En este disco, el diseño corre a cargo de Pedro Perles, un artista gráfico de El Puerto; las fotos son de Pepa Niebla, artista y cantante de jazz que ha colaborado en otras ocasiones con el músico. Además, no pueden faltar habituales como el violinista marroquí Faiçal Kourrich y los portuenses José Recacha y Dani Escortell; su hijo Javi se encarga de la percusión y la batería y, además, es responsable una producción que respeta la esencia de Ruibal pero que suena más bailonga y contemporánea como en el primer single, ‘Tu divo favorito’, donde dos artistas callejeros dan vida a un amor entre la ópera y el rap.

«Creo que, hoy por hoy, cuesta que el público se lleve a casa el álbum porque los formatos digitales han ido en detrimento del disco pero yo sigo intentando entregar trabajos que sean bellos por dentro y por fuera. Creo que hay algo ceremonioso que no se debe perder en cada entrega. Para una buena ceremonia uno tiene que ir con sus mejores galas por eso hay que presentar el disco bien acabado y bien bonito, para premiar a la gente que te sigue con cosas lo mejor hechas posible». Así, Ruibal, se ha ganado el respeto de crítica y público. Sus seguidores son incondicionales.

Once paraísos

El paraíso soñado de Ruibal no es grandilocuente, ni fatuo. Requiere cosas sencillas. «Me concedo las cosas que de verdad me apetecen como cantar, componer, escribir, buscar una emoción compartida con la gente... Pero por encima de todo aspiro a tener algo que tengo y que espero seguir teniendo que es amor. Amor de corazón, de los míos, de mi pareja. Amor, por encima de cualquier otra cosa, es lo que pondría como el paraíso más fabuloso».

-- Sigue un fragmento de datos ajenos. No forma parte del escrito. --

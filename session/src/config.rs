use ratmaze_core::{Board, BLOCKS_PER_CELL, DEFAULT_SURFACE_PIXELS, PIXELS_PER_UNIT};
use ratmaze_system_spawning::Quotas;
use serde::{Deserialize, Serialize};
use thiserror::Error;

/// Seed used when the host does not provide one.
pub const DEFAULT_SEED: u64 = 0x5eed_f00d;

/// Host-provided parameters of a session.
///
/// Missing fields fall back to the defaults, so an empty TOML document is a
/// valid configuration.
#[derive(Clone, Debug, PartialEq, Eq, Serialize, Deserialize)]
#[serde(default, deny_unknown_fields)]
pub struct SessionConfig {
    /// Width of the drawing surface in pixels.
    pub surface_width: u32,
    /// Height of the drawing surface in pixels.
    pub surface_height: u32,
    /// Surface pixels drawn per grid unit.
    pub pixels_per_unit: u32,
    /// Seed feeding piece placement and adversary wandering.
    pub seed: u64,
}

impl Default for SessionConfig {
    fn default() -> Self {
        Self {
            surface_width: DEFAULT_SURFACE_PIXELS,
            surface_height: DEFAULT_SURFACE_PIXELS,
            pixels_per_unit: PIXELS_PER_UNIT,
            seed: DEFAULT_SEED,
        }
    }
}

impl SessionConfig {
    /// Derives the board geometry and checks that the quotas fit on it.
    pub fn board(&self) -> Result<Board, ConfigError> {
        if self.pixels_per_unit == 0 {
            return Err(ConfigError::ZeroPixelScale);
        }

        let board = Board::from_surface(
            self.surface_width,
            self.surface_height,
            self.pixels_per_unit,
            BLOCKS_PER_CELL,
        );
        if board.slot_count() == 0 {
            return Err(ConfigError::SurfaceTooSmall {
                width: board.width(),
                height: board.height(),
                stride: board.stride(),
            });
        }

        let required = Quotas::default().total();
        let slots = board.slot_count();
        if u64::try_from(required).unwrap_or(u64::MAX) >= slots {
            return Err(ConfigError::InsufficientCapacity { required, slots });
        }

        Ok(board)
    }
}

/// Reasons a session configuration may be refused.
#[derive(Clone, Debug, Error, PartialEq, Eq)]
pub enum ConfigError {
    /// The pixel scale would divide by zero.
    #[error("pixels_per_unit must be greater than zero")]
    ZeroPixelScale,
    /// Not even one piece fits on the derived board.
    #[error("a {width}x{height} grid cannot hold a single {stride}x{stride} piece")]
    SurfaceTooSmall {
        /// Derived grid width in units.
        width: u32,
        /// Derived grid height in units.
        height: u32,
        /// Piece footprint edge in units.
        stride: u32,
    },
    /// The quotas leave no free slot, so spawning could never terminate.
    #[error("board offers {slots} slots but the quotas need more than {required}")]
    InsufficientCapacity {
        /// Pieces kept on the board once every quota is met.
        required: usize,
        /// Placement slots offered by the board.
        slots: u64,
    },
}

#[cfg(test)]
mod tests {
    use super::*;

    #[test]
    fn default_config_builds_default_board() {
        assert_eq!(SessionConfig::default().board(), Ok(Board::default()));
    }

    #[test]
    fn zero_scale_is_rejected() {
        let config = SessionConfig {
            pixels_per_unit: 0,
            ..SessionConfig::default()
        };
        assert_eq!(config.board(), Err(ConfigError::ZeroPixelScale));
    }

    #[test]
    fn tiny_surface_is_rejected() {
        let config = SessionConfig {
            surface_width: 20,
            surface_height: 20,
            ..SessionConfig::default()
        };
        assert!(matches!(
            config.board(),
            Err(ConfigError::SurfaceTooSmall { width: 4, .. })
        ));
    }

    #[test]
    fn crowded_surface_is_rejected() {
        // 30 x 30 units offer 6 x 6 = 36 slots, enough for 30 pieces.
        let roomy = SessionConfig {
            surface_width: 150,
            surface_height: 150,
            ..SessionConfig::default()
        };
        assert!(roomy.board().is_ok());

        // 25 x 30 units offer 5 x 6 = 30 slots, leaving none free.
        let crowded = SessionConfig {
            surface_width: 125,
            surface_height: 150,
            ..SessionConfig::default()
        };
        assert_eq!(
            crowded.board(),
            Err(ConfigError::InsufficientCapacity {
                required: 30,
                slots: 30,
            })
        );
    }

    #[test]
    fn partial_toml_keeps_defaults() {
        let config: SessionConfig = toml::from_str("seed = 7\n").expect("valid toml");
        assert_eq!(config.seed, 7);
        assert_eq!(config.surface_width, DEFAULT_SURFACE_PIXELS);

        let unknown = toml::from_str::<SessionConfig>("speed = 2\n");
        assert!(unknown.is_err());
    }
}
impl Shape {
    /// Wraps the provided mask rows.
    #[must_use]
    pub const fn new(rows: &'static [&'static str]) -> Self {
        Self { rows }
    }

    /// Rows of the mask from top to bottom.
    #[must_use]
    pub const fn rows(&self) -> &'static [&'static str] {
        self.rows
    }

    /// Number of sub-cells along the horizontal axis.
    #[must_use]
    pub fn width(&self) -> u32 {
        self.rows
            .first()
            .map_or(0, |row| u32::try_from(row.chars().count()).unwrap_or(u32::MAX))
    }

    /// Number of sub-cells along the vertical axis.
    #[must_use]
    pub fn height(&self) -> u32 {
        u32::try_from(self.rows.len()).unwrap_or(u32::MAX)
    }

    /// Reports whether the sub-cell at the provided offset is solid.
    #[must_use]
    pub fn is_solid(&self, column: u32, row: u32) -> bool {
        let Ok(row) = usize::try_from(row) else {
            return false;
        };
        let Ok(column) = usize::try_from(column) else {
            return false;
        };
        self.rows
            .get(row)
            .and_then(|line| line.chars().nth(column))
            .is_some_and(|marker| marker == SOLID_MARKER)
    }

    /// Offsets of every solid sub-cell in row-major order.
    pub fn solid_offsets(&self) -> impl Iterator<Item = (u32, u32)> + 'static {
        let rows = self.rows;
        rows.iter().zip(0u32..).flat_map(|(line, row)| {
            line.chars()
                .zip(0u32..)
                .filter(|(marker, _)| *marker == SOLID_MARKER)
                .map(move |(_, column)| (column, row))
        })
    }
}

/// Visual appearance applied to a piece.
#[derive(Clone, Copy, Debug, PartialEq, Eq, Hash)]
pub struct PieceColor {
    red: u8,
    green: u8,
    blue: u8,
}

impl PieceColor {
    /// Creates a new piece color from byte RGB components.
    #[must_use]
    pub const fn from_rgb(red: u8, green: u8, blue: u8) -> Self {
        Self { red, green, blue }
    }

    /// Red component of the color.
    #[must_use]
    pub const fn red(&self) -> u8 {
        self.red
    }

    /// Green component of the color.
    #[must_use]
    pub const fn green(&self) -> u8 {
        self.green
    }

    /// Blue component of the color.
    #[must_use]
    pub const fn blue(&self) -> u8 {
        self.blue
    }
}

/// Cardinal directions a piece may step in.
#[derive(Clone, Copy, Debug, PartialEq, Eq, Hash, Serialize, Deserialize)]
pub enum Direction {
    /// Movement toward decreasing `y`.
    Up,
    /// Movement toward increasing `y`.
    Down,
    /// Movement toward decreasing `x`.
    Left,
    /// Movement toward increasing `x`.
    Right,
}

impl Direction {
    /// Every direction in chase probing priority order.
    pub const ALL: [Self; 4] = [Self::Up, Self::Down, Self::Left, Self::Right];
}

Todos los personajes que pueblan los temas de este disco quieren encontrar su edén particular siempre mejor y más allá del último que han tenido. Así vemos que ‘La Geisha gitana’ sueña con ser aceptada entre los flamencos y ‘Black Star Line’ alberga el sueño de los africanos que anhelan una vida digna en su saqueado continente. En ‘Cuenta conmigo compadre’ se pone el foco en los políticos corruptos mientras que ‘El fin del mundo fue ayer’ es un canto a la esperanza en la humanidad pese a sus locuras bélicas y materialistas. «Veo el panorama sombrío pero creo firmemente en que el ser humano sabrá mirar hacia adentro para romper con el egoísmo y la codicia del dinero. Caminaremos, aunque sea a paso lento, hacia algo mejor», reflexiona.

Ruibal confiesa que le gusta que las canciones sean apacibles y que inviten a la escucha colectiva. Sus temas se aliñan con una parte de diversión y otra de emoción porque «las dos cosas casan muy bien y se puede viajar de una emoción de piel, a la risa y al humor». Sin embargo, la crítica y la faceta reivindicativa siguen estando presentes. «La reclamación con sentido del humor llega mucho más allá porque duele donde tiene que doler pero evita el conflicto porque se dice de manera sutil. Por eso creo mucho en el humor, porque por la vía de la risa y de la broma se puede llegar más lejos. A pedradas, desde luego, no se consigue nada».